* [Data records]
════════════════════

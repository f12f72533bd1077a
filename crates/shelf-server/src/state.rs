use std::sync::Arc;

use shelf_catalog::{CatalogStore, CredentialStore, ReviewMutator};
use shelf_crypto::{CredentialHasher, SigningSecret, TokenAuthority};
use shelf_store::{DocumentStore, JsonFileStore};
use shelf_types::{Account, Book};

use crate::auth::AuthGate;
use crate::config::ServerConfig;
use crate::error::{ServerError, ServerResult};

/// Shared handles passed to every handler.
#[derive(Clone, Debug)]
pub struct AppState {
    pub catalog: Arc<CatalogStore>,
    pub credentials: Arc<CredentialStore>,
    pub reviews: ReviewMutator,
    pub tokens: Arc<TokenAuthority>,
}

impl AppState {
    /// Wire up the services over arbitrary document stores.
    pub fn new(
        users: Arc<dyn DocumentStore<Vec<Account>>>,
        books: Arc<dyn DocumentStore<Vec<Book>>>,
        hasher: CredentialHasher,
        tokens: TokenAuthority,
    ) -> ServerResult<Self> {
        let catalog = Arc::new(CatalogStore::new(books));
        Ok(Self {
            credentials: Arc::new(CredentialStore::new(users, hasher)?),
            reviews: ReviewMutator::new(Arc::clone(&catalog)),
            catalog,
            tokens: Arc::new(tokens),
        })
    }

    /// Services backed by the JSON documents under `config.data_dir`.
    pub fn from_config(config: &ServerConfig, secret: &SigningSecret) -> ServerResult<Self> {
        let hasher = CredentialHasher::new(&config.password)
            .map_err(|e| ServerError::Config(format!("password policy: {e}")))?;
        Self::new(
            Arc::new(JsonFileStore::<Vec<Account>>::open(config.users_path())),
            Arc::new(JsonFileStore::<Vec<Book>>::open(config.books_path())),
            hasher,
            TokenAuthority::new(secret, config.token_ttl()),
        )
    }

    pub fn gate(&self) -> AuthGate {
        AuthGate::new(Arc::clone(&self.tokens))
    }
}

════════════════════

* [Work instruction]
The entire listing is to be reproduced without alteration.

* [Result of the exercise]
repository f12f72533bd1077a
filename crates/shelf-server/src/state.rs
use std::sync::Arc;

use shelf_catalog::{CatalogStore, CredentialStore, ReviewMutator};
use shelf_crypto::{CredentialHasher, SigningSecret, TokenAuthority};
use shelf_store::{DocumentStore, JsonFileStore};
use shelf_types::{Account, Book};

use crate::auth::AuthGate;
use crate::config::ServerConfig;
use crate::error::{ServerError, ServerResult};

/// Shared handles passed to every handler.
#[derive(Clone, Debug)]
pub struct AppState {
    pub catalog: Arc<CatalogStore>,
    pub credentials: Arc<CredentialStore>,
    pub reviews: ReviewMutator,
    pub tokens: Arc<TokenAuthority>,
}

impl AppState {
    /// Wire up the services over arbitrary document stores.
    pub fn new(
        users: Arc<dyn DocumentStore<Vec<Account>>>,
        books: Arc<dyn DocumentStore<Vec<Book>>>,
        hasher: CredentialHasher,
        tokens: TokenAuthority,
    ) -> ServerResult<Self> {
        let catalog = Arc::new(CatalogStore::new(books));
        Ok(Self {
            credentials: Arc::new(CredentialStore::new(users, hasher)?),
            reviews: ReviewMutator::new(Arc::clone(&catalog)),
            catalog,
            tokens: Arc::new(tokens),
        })
    }

    /// Services backed by the JSON documents under `config.data_dir`.
    pub fn from_config(config: &ServerConfig, secret: &SigningSecret) -> ServerResult<Self> {
        let hasher = CredentialHasher::new(&config.password)
            .map_err(|e| ServerError::Config(format!("password policy: {e}")))?;
        Self::new(
            Arc::new(JsonFileStore::<Vec<Account>>::open(config.users_path())),
            Arc::new(JsonFileStore::<Vec<Book>>::open(config.books_path())),
            hasher,
            TokenAuthority::new(secret, config.token_ttl()),
        )
    }

    pub fn gate(&self) -> AuthGate {
        AuthGate::new(Arc::clone(&self.tokens))
    }
}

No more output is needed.